With the dust raised over the $9.6 billion judgment debt awarded to Process and Industrial Development Ltd (P&ID) yet to settle, another controversy over ownership of the project has surfaced.

Billionaire businessman Gen. Theophilus Danjuma has been linked to the deal.

A report by Businessweek quoted the one-time Minister of Defence as claiming that he committed $40 million to the takeoff of the project.

P&ID, registered in the British Virgin Islands, won a contract to end gas flaring in the Niger Delta. Its chairman, Michael “Mick” Quinn, an Irishman, operated in Nigeria for decades, mostly as a military contractor.

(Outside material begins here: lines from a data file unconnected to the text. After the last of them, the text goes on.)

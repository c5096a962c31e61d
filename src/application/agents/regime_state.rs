//! The latest computed regime, shared from the Regime worker to the
//! Breakout and Position workers (spec §4.4 gates position sizing off
//! the regime's exposure band; spec §4.3's context carries the regime
//! label into every checker).

use std::sync::Arc;

use tokio::sync::RwLock;

use crate::domain::regime::ExposureBand;

#[derive(Debug, Clone)]
pub struct RegimeSnapshot {
    pub label: String,
    pub exposure_band: ExposureBand,
}

impl Default for RegimeSnapshot {
    fn default() -> Self {
        RegimeSnapshot { label: "neutral".to_string(), exposure_band: ExposureBand { min_pct: 0, max_pct: 100 } }
    }
}

pub type SharedRegimeState = Arc<RwLock<RegimeSnapshot>>;

pub fn new_shared_regime_state() -> SharedRegimeState {
    Arc::new(RwLock::new(RegimeSnapshot::default()))
}
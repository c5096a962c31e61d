//! Position worker: 30 s, market-hours-gated cycle running the Position
//! Monitor over every state >= 1 position (spec §4.3/§4.5). Grounded in
//! the teacher's `Sentinel::run` tick/command/shutdown `select!` shape,
//! with the technical-data cache and price-history ring buffer pulled
//! out of `original_source/`'s position monitor (bar refresh cached
//! "~4h", last-10-closes bounce detection for the reentry/alt-entry
//! checkers).

use std::collections::{HashMap, VecDeque};
use std::sync::Arc;
use std::time::{Duration, Instant};

use rust_decimal::Decimal;
use tokio::sync::Mutex;
use tokio_util::sync::CancellationToken;
use tracing::{error, info, warn};

use crate::application::alerts::AlertService;
use crate::application::position_monitor::PositionMonitor;
use crate::domain::alert::CandidateAlert;
use crate::domain::checkers::PositionContext;
use crate::domain::market_calendar::MarketCalendar;
use crate::domain::position::Position;
use crate::domain::providers::{HistoricalProvider, Quote, RealtimeProvider, TechnicalSnapshot};
use crate::domain::repositories::PositionRepository;

use super::command::WorkerCommand;
use super::regime_state::SharedRegimeState;
use super::worker_stats::SharedWorkerStats;

const TECHNICAL_CACHE_TTL: Duration = Duration::from_secs(4 * 60 * 60);
const PRICE_HISTORY_LEN: usize = 10;
const SPY_SYMBOL: &str = "SPY";

struct TechnicalCache {
    entries: Mutex<HashMap<String, (TechnicalSnapshot, Instant)>>,
}

impl TechnicalCache {
    fn new() -> Self {
        TechnicalCache { entries: Mutex::new(HashMap::new()) }
    }

    async fn get_or_refresh(
        &self,
        symbol: &str,
        historical: &dyn HistoricalProvider,
    ) -> Option<TechnicalSnapshot> {
        {
            let cache = self.entries.lock().await;
            if let Some((snapshot, fetched_at)) = cache.get(symbol) {
                if fetched_at.elapsed() < TECHNICAL_CACHE_TTL {
                    return Some(snapshot.clone());
                }
            }
        }
        match historical.get_technicals(symbol).await {
            Ok(snapshot) => {
                self.entries.lock().await.insert(symbol.to_string(), (snapshot.clone(), Instant::now()));
                Some(snapshot)
            }
            Err(e) => {
                warn!(symbol, "position worker: technical refresh failed: {e}");
                None
            }
        }
    }
}

struct PriceHistoryCache {
    history: Mutex<HashMap<String, VecDeque<Decimal>>>,
}

impl PriceHistoryCache {
    fn new() -> Self {
        PriceHistoryCache { history: Mutex::new(HashMap::new()) }
    }

    async fn push_and_snapshot(&self, symbol: &str, price: Decimal) -> Vec<Decimal> {
        let mut history = self.history.lock().await;
        let entry = history.entry(symbol.to_string()).or_default();
        entry.push_back(price);
        while entry.len() > PRICE_HISTORY_LEN {
            entry.pop_front();
        }
        entry.iter().copied().collect()
    }
}

pub struct PositionWorker {
    positions: Arc<dyn PositionRepository>,
    realtime: Arc<dyn RealtimeProvider>,
    historical: Arc<dyn HistoricalProvider>,
    calendar: Arc<dyn MarketCalendar>,
    alert_service: Arc<AlertService>,
    monitor: PositionMonitor,
    regime: SharedRegimeState,
    technical_cache: TechnicalCache,
    price_history: PriceHistoryCache,
    interval: Duration,
    stats: SharedWorkerStats,
    cmd_rx: tokio::sync::mpsc::Receiver<WorkerCommand>,
    cancellation: CancellationToken,
}

impl PositionWorker {
    #[allow(clippy::too_many_arguments)]
    pub fn new(
        positions: Arc<dyn PositionRepository>,
        realtime: Arc<dyn RealtimeProvider>,
        historical: Arc<dyn HistoricalProvider>,
        calendar: Arc<dyn MarketCalendar>,
        alert_service: Arc<AlertService>,
        monitor: PositionMonitor,
        regime: SharedRegimeState,
        interval: Duration,
        stats: SharedWorkerStats,
        cmd_rx: tokio::sync::mpsc::Receiver<WorkerCommand>,
        cancellation: CancellationToken,
    ) -> Self {
        PositionWorker {
            positions,
            realtime,
            historical,
            calendar,
            alert_service,
            monitor,
            regime,
            technical_cache: TechnicalCache::new(),
            price_history: PriceHistoryCache::new(),
            interval,
            stats,
            cmd_rx,
            cancellation,
        }
    }

    pub async fn run(&mut self) {
        let mut tick = tokio::time::interval(self.interval);
        info!("position worker: starting");

        loop {
            tokio::select! {
                _ = self.cancellation.cancelled() => {
                    info!("position worker: shutdown received");
                    return;
                }
                _ = tick.tick() => {
                    let now = chrono::Utc::now();
                    if self.calendar.is_market_open(now) {
                        self.run_cycle(None).await;
                    } else {
                        self.stats.write().await.record_gated(false);
                    }
                }
                cmd = self.cmd_rx.recv() => {
                    match cmd {
                        Some(WorkerCommand::ForceCheck { symbol }) => self.run_cycle(symbol).await,
                        None => {
                            warn!("position worker: command channel closed");
                            return;
                        }
                    }
                }
            }
        }
    }

    async fn run_cycle(&self, only_symbol: Option<String>) {
        let start = std::time::Instant::now();
        let mut error: Option<String> = None;
        let mut messages = 0u64;

        match self.tick(only_symbol).await {
            Ok(result) => {
                messages = result.alerts_generated as u64;
                if !result.errors.is_empty() {
                    error = Some(result.errors.join("; "));
                }
            }
            Err(e) => {
                error!("position worker: cycle failed: {e}");
                error = Some(e);
            }
        }

        self.stats.write().await.record_cycle(start.elapsed().as_millis() as u64, messages, true, error);
    }

    async fn tick(&self, only_symbol: Option<String>) -> Result<crate::application::position_monitor::MonitorCycleResult, String> {
        let mut active = self.positions.get_in_position().await.map_err(|e| e.to_string())?;
        if let Some(symbol) = &only_symbol {
            active.retain(|p| &p.symbol == symbol);
        }
        if active.is_empty() {
            return Ok(crate::application::position_monitor::MonitorCycleResult {
                positions_checked: 0,
                alerts_generated: 0,
                alerts: Vec::new(),
                errors: Vec::new(),
                cycle_time_ms: 0,
                timestamp: chrono::Utc::now(),
            });
        }

        let mut symbols: Vec<String> = active.iter().map(|p| p.symbol.clone()).collect();
        symbols.push(SPY_SYMBOL.to_string());
        let quotes = self.realtime.get_quotes(&symbols).await.map_err(|e| e.to_string())?;
        let spy_price = quotes.get(SPY_SYMBOL).map(|q| q.last).unwrap_or_default();
        let regime_label = self.regime.read().await.label.clone();

        let mut pairs: Vec<(Position, PositionContext)> = Vec::with_capacity(active.len());
        for position in active {
            let Some(quote): Option<&Quote> = quotes.get(&position.symbol) else { continue };
            let history = self.price_history.push_and_snapshot(&position.symbol, quote.last).await;
            let mut context = PositionContext::from_position(&position, quote, &regime_label, spy_price, history);
            if let Some(technicals) = self.technical_cache.get_or_refresh(&position.symbol, self.historical.as_ref()).await {
                context.ema_21 = technicals.ema_21;
                context.sma_50 = technicals.sma_50;
                context.sma_200 = technicals.sma_200;
                context.sma_10_week = technicals.sma_10_week;
            }
            pairs.push((position, context));
        }

        let result = self.monitor.run_cycle(&pairs);
        self.persist_tracking(&pairs, &quotes, &result.alerts).await;
        Ok(result)
    }

    /// Updates last/max price for every synced position, and writes back
    /// any 8-week-hold activations in their own short transaction (spec
    /// §4.3: "the position object received by the checker is detached").
    async fn persist_tracking(
        &self,
        pairs: &[(Position, PositionContext)],
        quotes: &HashMap<String, Quote>,
        alerts: &[CandidateAlert],
    ) {
        let now = chrono::Utc::now();
        for (position, _) in pairs {
            if let Some(quote) = quotes.get(&position.symbol) {
                if let Err(e) = self.positions.update_price(position.id, quote.last, now).await {
                    warn!(symbol = %position.symbol, "position worker: update_price failed: {e}");
                }
            }
        }

        for candidate in alerts {
            let Some(update) = &candidate.eight_week_hold else { continue };
            let Some((position, _)) = pairs.iter().find(|(p, _)| Some(p.id) == candidate.position_id) else { continue };
            let mut updated = position.clone();
            updated.eight_week_hold_active = update.hold_active;
            updated.eight_week_hold_start = Some(update.hold_start);
            updated.eight_week_hold_end = Some(update.hold_end);
            updated.power_move_pct = Some(update.power_move_pct);
            updated.power_move_weeks = Some(update.power_move_weeks);
            if let Err(e) = self.positions.update(&updated).await {
                error!(symbol = %updated.symbol, "position worker: 8-week-hold persist failed: {e}");
            }
        }
    }
}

In the report, titled: Is One of the World’s Biggest Lawsuits Built on a Sham? Danjuma was quoted by Businessweek as saying that the project was originally his idea, and that one of his companies, Tita-Kuru Petrochemicals Ltd., spent $40 million preparing it.

The report added that the Irishman was a consultant, using Danjuma’s funds and office space and that when Quinn applied for the contract for himself, Danjuma was upset.

Gen. Danjuma was quoted as saying that “my consultant was going to steal my project,” and recalled being promised a share of P&ID in return for his initial investment, but added that he hadn’t heard from the company in years. The report added that P&ID’s spokesperson declined to comment on Danjuma’s involvement or any other matters raised in the story.

How it all started

It all began in 2008 when the Nigerian government said it would end flaring by using oilfield gas to generate electricity. The minister of petroleum resources acknowledged that the challenge would be “enormous.” Converting gas requires it to be captured, transported, refined, and piped back to power plants and onto the grid.

Officials struggled to persuade big multinationals to invest in the required infrastructure, so concessions were granted to 13 smaller companies, some virtually unknown. One was Process and Industrial Developments Ltd., or P&ID, which was registered in the British Virgin Islands but had no website or track record.

Its chairman was Michael “Mick” Quinn knew powerful people, including the petroleum minister, who guaranteed P&ID a 20-year supply of “wet,” or unrefined, gas for a plant the company would build.

The raw material would be supplied for free, to be treated and returned at no cost. P&ID would instead profit from the byproducts, butane and propane. Everyone stood to benefit, not least the villagers whose homes would be lit by electricity rather than the wan glow of flaming methane.

Then the plan fell apart. The government failed to secure any waste gas from oil companies, let alone link up the necessary pipeline, and the plant was never built. In 2012, P&ID notified the oil ministry that it was suing for breach of contract in a London arbitration forum.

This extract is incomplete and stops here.